The Big Six schedule awards
Those among us who schedule up...and those who schedule way, way down
While we’re still nearly four months away from the beginning of the college basketball season, we’re zero days away from teams beginning to publicly release their completed non-conference schedules. The amazing D1Docket on Twitter keeps track of all of the releases, and I highly recommend a follow. It was D1Docket who alerted me to perhaps the single most stunning moment of the offseason: Texas A&M releasing a good non-conference schedule.
I’ve made fun of A&M’s atrocious non-conference slate every year since Buzz Williams took the job. It makes them impossible to evaluate prior to, like, January 15. I find it deeply annoying. Naturally, A&M fans love it. (Credit to them for liking the tougher schedule though.) Anyway, this created a little thought bubble in my head: what’s the best way to measure year-over-year schedule difficulty?
Sure, one could craft an average Strength of Schedule based on a five-year run of play, but I’m not sure that’s the best way to do it.

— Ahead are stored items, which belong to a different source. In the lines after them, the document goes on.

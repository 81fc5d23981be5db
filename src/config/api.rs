//! Course backend configuration

use serde::Deserialize;
use std::time::Duration;

use super::error::ValidationError;
use super::Environment;

/// Course backend configuration
///
/// The base URL is environment-driven; nothing in the client inspects
/// the hostname at runtime to pick a backend.
#[derive(Debug, Clone, Deserialize)]
pub struct ApiConfig {
    /// Backend base URL
    #[serde(default = "default_base_url")]
    pub base_url: String,

    /// Request timeout in seconds
    #[serde(default = "default_request_timeout")]
    pub request_timeout_secs: u64,
}

impl ApiConfig {
    /// Get the request timeout as Duration
    pub fn request_timeout(&self) -> Duration {
        Duration::from_secs(self.request_timeout_secs)
    }

    /// Validate backend configuration
    ///
    /// In production, requires HTTPS for the base URL.
    /// In development, allows localhost with HTTP/HTTPS.
    pub fn validate(&self, environment: &Environment) -> Result<(), ValidationError> {
        if self.base_url.is_empty() {
            return Err(ValidationError::MissingRequired("API_BASE_URL"));
        }
        if !self.base_url.starts_with("http://") && !self.base_url.starts_with("https://") {
            return Err(ValidationError::InvalidBaseUrl);
        }
        if self.request_timeout_secs == 0 || self.request_timeout_secs > 300 {
            return Err(ValidationError::InvalidTimeout);
        }

        if *environment == Environment::Production && !self.base_url.starts_with("https://") {
            return Err(ValidationError::BaseUrlMustBeHttps);
        }

        Ok(())
    }
}

impl Default for ApiConfig {
    fn default() -> Self {
        Self {
            base_url: default_base_url(),
            request_timeout_secs: default_request_timeout(),
        }
    }
}

fn default_base_url() -> String {
    "http://localhost:3000".to_string()
}

fn default_request_timeout() -> u64 {
    30
}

So: I present to you the Will Warren Schedule Delta. It is a very simple equation that measures how far you’ve gone out of your own way to put together a tough(er) schedule. It goes as such:
The percentage of non-conference games in which you, Team, played Top 100 opponents;
The percentage of non-conference games in which you played Quadrant 4 opponents;
1 minus 2 for your Schedule Delta.
With that in mind, I set out to find the teams who’ve made the most of their schedule opportunities, as well as those who put together profoundly uninteresting schedules every season.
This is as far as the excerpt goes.